The Ebb and Flow
This blog has no real beginning–no inspiration, no epiphany, no “light bulb” moment. I’ve been going through older photos again, feeling what they evoke, allowing myself to be transported back to those specific moments. Creativity ebbs and flows, and even when it ebbs, sometimes you feel compelled to create. Sometimes you still have to make photographs or write something on your blog, even if it is just to “clear out the pipes” as a good friend of mine put it. It’s these times when I go back to old photos and look at them, think about them, play with them. Sometimes I go out and make photos as well, but they’re usually not worth sharing, or not at that time, anyway. Sometimes they are the photos that end up getting worked on and shared in moments like these. They are the B roll, maybe… the photos that you like, that you think should eventually see the light of day, but were not the ones that really moved you the first time around.

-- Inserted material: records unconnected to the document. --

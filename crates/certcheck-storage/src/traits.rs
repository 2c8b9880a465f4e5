//! Upload storage seam

use async_trait::async_trait;
use bytes::Bytes;
use std::path::PathBuf;
use thiserror::Error;

/// Failures reading or writing stored uploads
#[derive(Debug, Error)]
pub enum StorageError {
    #[error("Could not store upload: {0}")]
    UploadFailed(String),

    #[error("Could not read stored upload: {0}")]
    DownloadFailed(String),

    #[error("Could not remove stored upload: {0}")]
    DeleteFailed(String),

    #[error("No stored upload named {0}")]
    NotFound(String),

    #[error("Invalid upload key: {0}")]
    InvalidKey(String),

    #[error("Upload directory I/O error: {0}")]
    IoError(#[from] std::io::Error),

    #[error("Upload directory unusable: {0}")]
    ConfigError(String),
}

/// Result type for storage operations
pub type StorageResult<T> = Result<T, StorageError>;

/// Storage for uploaded files
///
/// Writing to an existing key replaces its content; there is no uniqueness
/// guarantee beyond the key itself.
#[async_trait]
pub trait Storage: Send + Sync {
    /// Store `data` under `key`, replacing any existing file. Returns the key.
    async fn upload(&self, key: &str, data: Bytes) -> StorageResult<String>;

    /// Read the file stored under `key`
    async fn download(&self, key: &str) -> StorageResult<Vec<u8>>;

    /// Delete the file stored under `key`. A missing file is not an error.
    async fn delete(&self, key: &str) -> StorageResult<()>;

    /// Check if a file exists
    async fn exists(&self, key: &str) -> StorageResult<bool>;

    /// Filesystem location of `key`, for backends that keep files on local disk
    fn local_path(&self, key: &str) -> Option<PathBuf>;
}
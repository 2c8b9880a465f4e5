//! Test helpers shared with dependent crates through the `test-helpers` feature

use crate::classifier::{ClassifyError, DocumentClassifier};
use crate::imaging::ImageTensor;
use image::{ImageBuffer, ImageFormat, Rgb, RgbImage};
use std::io::Cursor;
use std::sync::atomic::{AtomicUsize, Ordering};

/// Classifier that ignores its input and always returns the same score
#[derive(Debug)]
pub struct FixedScoreClassifier {
    score: f32,
    calls: AtomicUsize,
}

impl FixedScoreClassifier {
    pub fn new(score: f32) -> Self {
        Self {
            score,
            calls: AtomicUsize::new(0),
        }
    }

    pub fn calls(&self) -> usize {
        self.calls.load(Ordering::SeqCst)
    }
}

impl DocumentClassifier for FixedScoreClassifier {
    fn name(&self) -> &str {
        "fixed-score"
    }

    fn score(&self, input: ImageTensor) -> Result<f32, ClassifyError> {
        let side = self.input_size() as usize;
        if input.shape() != [1, side, side, 3] {
            return Err(ClassifyError::Inference(format!(
                "unexpected input shape {:?}",
                input.shape()
            )));
        }
        self.calls.fetch_add(1, Ordering::SeqCst);
        Ok(self.score)
    }
}

pub fn solid_image(width: u32, height: u32, rgb: [u8; 3]) -> RgbImage {
    ImageBuffer::from_pixel(width, height, Rgb(rgb))
}

pub fn encode_png(img: &RgbImage) -> Vec<u8> {
    let mut buf = Vec::new();
    img.write_to(&mut Cursor::new(&mut buf), ImageFormat::Png)
        .expect("encode png");
    buf
}

/// A small, decodable PNG document
pub fn sample_png() -> Vec<u8> {
    encode_png(&solid_image(32, 24, [240, 240, 230]))
}
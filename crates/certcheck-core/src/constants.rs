//! Defaults used when the environment leaves a setting unset.

pub const DEFAULT_SERVER_PORT: u16 = 5000;
pub const DEFAULT_UPLOAD_FOLDER: &str = "static/uploads";
pub const DEFAULT_DETAILS_FILE: &str = "details.json";
pub const DEFAULT_MODEL_PATH: &str = "model.onnx";
pub const DEFAULT_ALLOWED_EXTENSIONS: [&str; 4] = ["png", "jpg", "jpeg", "gif"];
pub const DEFAULT_CLASSIFIER_THRESHOLD: f32 = 0.5;
pub const DEFAULT_MAX_FILE_SIZE_MB: usize = 16;
pub const DEFAULT_REQUEST_TIMEOUT_SECS: u64 = 60;

/// Spatial resolution the classifier was trained on.
pub const CLASSIFIER_INPUT_SIZE: u32 = 224;

/// URL prefix under which stored uploads are served.
pub const UPLOADS_URL_PREFIX: &str = "/static/uploads";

Sometimes you are just too busy and they get lost in the shuffle.
I have written before about this mining process, this sort of time of reflection. It’s good to come back to older things with fresh eyes–you catch things you didn’t see before, or sometimes a new sensibility or aesthetic lends itself better to an image than the way you’d tried to work it originally. Sometimes you’ve just been carrying around the ideas in your subconscious for months, and they finally bubble back up to the surface and compel you to look back. Whatever the cause, I always think it is a worthwhile endeavor.
No one feels juiced and inspired and creative ALL the time. It’s just not possible. We hit ruts, dead ends, self doubt, fatigue. But remember that your moments of waning energy don’t negate all that you’ve done, or all that you will do. Every creative person I know is worried that one day they will tap out the force that drives and defines them, and will become less. That fire never really goes out, though.
Not every thing you make will be amazing, or groundbreaking, or all you’d hope it would be. Most of it isn’t–the bulk of the iceberg beneath the water. It is all important, though, since without it the great work would never have that accumulation of ideas, like so many snowflakes pressed hard into ice, buoying its powerful message up towards the sky, breaking the surface as if yearning to be seen.